The Ministry of Children and Education is responsible for a national guidance portal: www.uddannelsesguiden.dk or simply www.ug.dk.
UddannelsesGuiden means the "Education Guide". It provides information on:
- Education and training opportunities at all levels
- Labour market conditions and statistics
- Study programmes taught in English at Danish colleges and universities
Other features include an electronic career planning tool, as well as a section with an electronic news service, a quarterly journal and various resources, especially aimed at guidance practitioners.
The Minister for Children and Education has established a National Dialogue Forum on Guidance in order to secure a close dialogue between the Minister and relevant organisations, institutions, guidance counsellor associations, end users and individuals, holding a leading position in the field of guidance.

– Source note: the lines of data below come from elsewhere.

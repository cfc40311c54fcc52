//! # mail-tools
//!
//! Agent tools that proxy mail operations to a remote mail service over HTTP.
//!
//! Four tools are provided: `mail_search`, `mail_list_items`,
//! `mail_get_item` and `mail_send_email`. Each one validates its arguments,
//! POSTs `{"tool", "ctx", "args"}` to the configured invoke endpoint, and
//! returns the JSON response pretty-printed as a single text block.
//!
//! ## Registering the tools
//!
//! ```no_run
//! use mail_tools::mail_registry_from_env;
//! use serde_json::json;
//!
//! #[tokio::main]
//! async fn main() -> Result<(), Box<dyn std::error::Error>> {
//!     let registry = mail_registry_from_env()?;
//!
//!     let params = json!({"query": "from:alice"}).as_object().cloned().unwrap_or_default();
//!     let output = registry.execute("mail_search", params).await?;
//!     println!("{}", output.as_text());
//!
//!     Ok(())
//! }
//! ```
//!
//! ## Calling the service directly
//!
//! ```no_run
//! use mail_tools::{MailOperation, MailProxyClient, MailProxyConfig};
//! use serde_json::{json, Map};
//!
//! #[tokio::main]
//! async fn main() -> Result<(), mail_tools::MailError> {
//!     let client = MailProxyClient::new(MailProxyConfig::from_env()?)?;
//!
//!     let args = json!({"id": "msg-42"}).as_object().cloned().unwrap_or_default();
//!     let item = client.forward(MailOperation::GetItem, &args, &Map::new()).await?;
//!     println!("{}", item);
//!
//!     Ok(())
//! }
//! ```

mod client;
mod config;
mod error;
mod tools;
mod types;

use std::sync::Arc;

use agent_tools::{ToolError, ToolRegistry};

pub use client::MailProxyClient;
pub use config::{MailProxyConfig, DEFAULT_INVOKE_URL, INVOKE_URL_ENV};
pub use error::MailError;
pub use tools::MailTool;
pub use types::{InvokeRequest, MailOperation};

/// Register all four mail tools against a shared client.
pub fn register_mail_tools(
    registry: &mut ToolRegistry,
    client: Arc<MailProxyClient>,
) -> Result<(), ToolError> {
    for op in MailOperation::ALL {
        registry.register(MailTool::new(op, client.clone()))?;
    }
    Ok(())
}

/// Create a registry holding the mail tools for the given configuration.
pub fn mail_registry(config: MailProxyConfig) -> Result<ToolRegistry, ToolError> {
    let client = Arc::new(MailProxyClient::new(config)?);
    let mut registry = ToolRegistry::new();
    register_mail_tools(&mut registry, client)?;
    Ok(registry)
}

/// Create a registry holding the mail tools, resolving the endpoint from
/// `MCP_MAIL_INVOKE_URL`.
pub fn mail_registry_from_env() -> Result<ToolRegistry, ToolError> {
    mail_registry(MailProxyConfig::from_env()?)
}
// SPDX-FileCopyrightText: Copyright (c) 2018-2024 slowtec GmbH <post@slowtec.de>
// SPDX-License-Identifier: MIT OR Apache-2.0

#![doc = include_str!("../README.md")]

pub mod catalog;
mod codec;
mod error;
mod frame;
pub mod hook;

pub use catalog::{Bitmask, DataType, Endian, RegisterCatalog, RegisterDefinition, RegisterTable};
pub use codec::{bitmask, downlink, uplink};
pub use codec::{RawValue, decode_raw, decode_value, encode_raw, encode_word, reorder};
pub use error::*;
pub use frame::*;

Quality in guidance is a topic that is continuously debated in Denmark. One way of enhancing the quality of guidance provision is to improve the qualifications of the guidance practitioners. Six university colleges in Denmark offer a one-year modular common training programme at diploma level for guidance practitioners across sectors. Furthermore, the Danish University of Education offers a one-year Master of Education programme in guidance counselling. With an amendment in 2007 of the 2003 Act on guidance, it is now a requirement that guidance practitioners, working in the education system, complete the diploma programme or, alternatively that they – through assessment and recognition of prior learning – can document that they hold the required qualifications.
The Division for Guidance in the Danish Ministry of Children and Education is actively involved in international cooperation in the field of guidance, and the main aims and elements of the Danish guidance reform are very much in line with the EU Resolution on Lifelong Guidance and with EU and OECD recommendations on guidance policies and practices.